D’après une étude menée en Allemagne sur 5 couples de Pygargues, celui-ci capture de préférence la Brème et le Brochet et évite les Perches, les Gardons et les Anguilles. D’une manière générale, la taille de la proie semble décisive : les Pygargues préfèrent les poissons de 30-50 cm, ceux de plus de 50 cm n’étant pas consommés (Nadjafzadeh et al, 2015). Des travaux ont montré que le Pygargue à queue blanche adulte a besoin de 500 g de poisson ou 300 g de chair d’oiseau ou de mammifères quotidiennement ; les exigences quotidiennes des jeunes sont d’environ 800 g, essentiellement de poissons (Orabi, 2012).

Profil sur la tête d'un pygargue poussant des cris d'orfraie, le bec est grand ouvert..

Histoire en France

D’expression populaire à animal honni…

Si la littérature ornithologique Française fait finalement peu de place au pygargue à queue blanche. Il n’y a que très peu de gravures attestant de la présence des pygargues mais ceux-ci ont donné une expression populaire : « Pousser des cris d’Orfraies ». Cette expression vient des cris très aigus que poussent ces oiseaux au moment de la période de reproduction. L’Orfraie était le nom du pygargue à queue blanche au moyen âge. Peu d’animaux ont donné des expressions populaires: le loup, l’ours et donc le pygargue à queue blanche. Ce qui indique qu’il était forcément très présent dans le pays. Cela est confirmé par des auteurs qui affirment que les pygargues nichaient partout en France au 18ème siècle. Ensuite les persécutions ont fait décliner sa population de manière dramatique. Flourens cite une nidification dans la forêt de Chambord en 1780 puis Victor Fatio et Horace Bourdillon décrivent très précisément la dernière nidification en France continentale dans la forêt de Ripaille à Thonon les Bains (Haute-Savoie) en 1892. En Corse, l’oiseau a niché jusqu’à la fin des années 50, début des années 60.

2011 : Le retour naturel

En 2011 un couple vient s’installer naturellement en Lorraine et élève successivement ses nichées depuis. Il faudra attendre 2018 pour voir deux autres couples s’installer en Brenne et en Champagne. Un 4ème couple semble s’établir en 2020 entre la marne et la Meuse mais sans que l’aire ne soit trouvée. Le retour en « Patchwork » des pygargues sur le sol Français montre l’extrême fragilité de cette population et le projet d’un programme de réintroduction visant à renforcer cette dernière mais également à conquérir de nouveaux territoires s’impose rapidement comme une action nécessaire au retour pérenne de l’espèce sur le sol Français.

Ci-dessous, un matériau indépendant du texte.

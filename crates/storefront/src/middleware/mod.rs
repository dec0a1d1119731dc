//! HTTP middleware stack for storefront.
//!
//! # Middleware Order (outermost first)
//!
//! 1. Sentry layers (capture errors, transactions)
//! 2. Rate limiting (governor, per client IP)
//! 3. `TraceLayer` (request span)
//! 4. Request ID (recorded into the span above)
//! 5. Session layer (tower-sessions, in-memory store)

pub mod auth;
pub mod rate_limit;
pub mod request_id;
pub mod session;

pub use auth::CustomerToken;
pub use rate_limit::api_rate_limiter;
pub use request_id::request_id_middleware;
pub use session::{SESSION_COOKIE_NAME, Visitor, create_session_layer};
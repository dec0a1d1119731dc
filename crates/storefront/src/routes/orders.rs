//! Order history handler.

use axum::{Json, extract::State};
use tilestore_core::Order;
use tracing::instrument;

use crate::error::Result;
use crate::middleware::CustomerToken;
use crate::state::AppState;

/// The caller's orders. The bearer token is forwarded to the backend, which
/// identifies the customer.
#[instrument(skip(state, token))]
pub async fn index(
    State(state): State<AppState>,
    CustomerToken(token): CustomerToken,
) -> Result<Json<Vec<Order>>> {
    Ok(Json(state.backend().get_my_orders(&token).await?))
}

2022-2030 : Le programme de réintroduction

A partir de 2022, sur le site des aigles du Léman, sur la commune de Sciez, au bord du lac Léman se déroulera le programme de réintroduction des pygargues en France. 6 oiseaux seront d’abords réintroduits pour tester l’ensemble des éléments du programme (élevage, taquet parental, pose des balises, système de surveillance par caméras…) Si tout se passe bien, ce seront ensuite 80 oiseaux qui seront relâchés sur le bassin lémanique. L’objectif est de recréer une population de 3-4 couples sur le bassin lémanique et de commencer la colonisation du haut-Rhône, région ciblée comme prioritaire par le Plan National d’Action.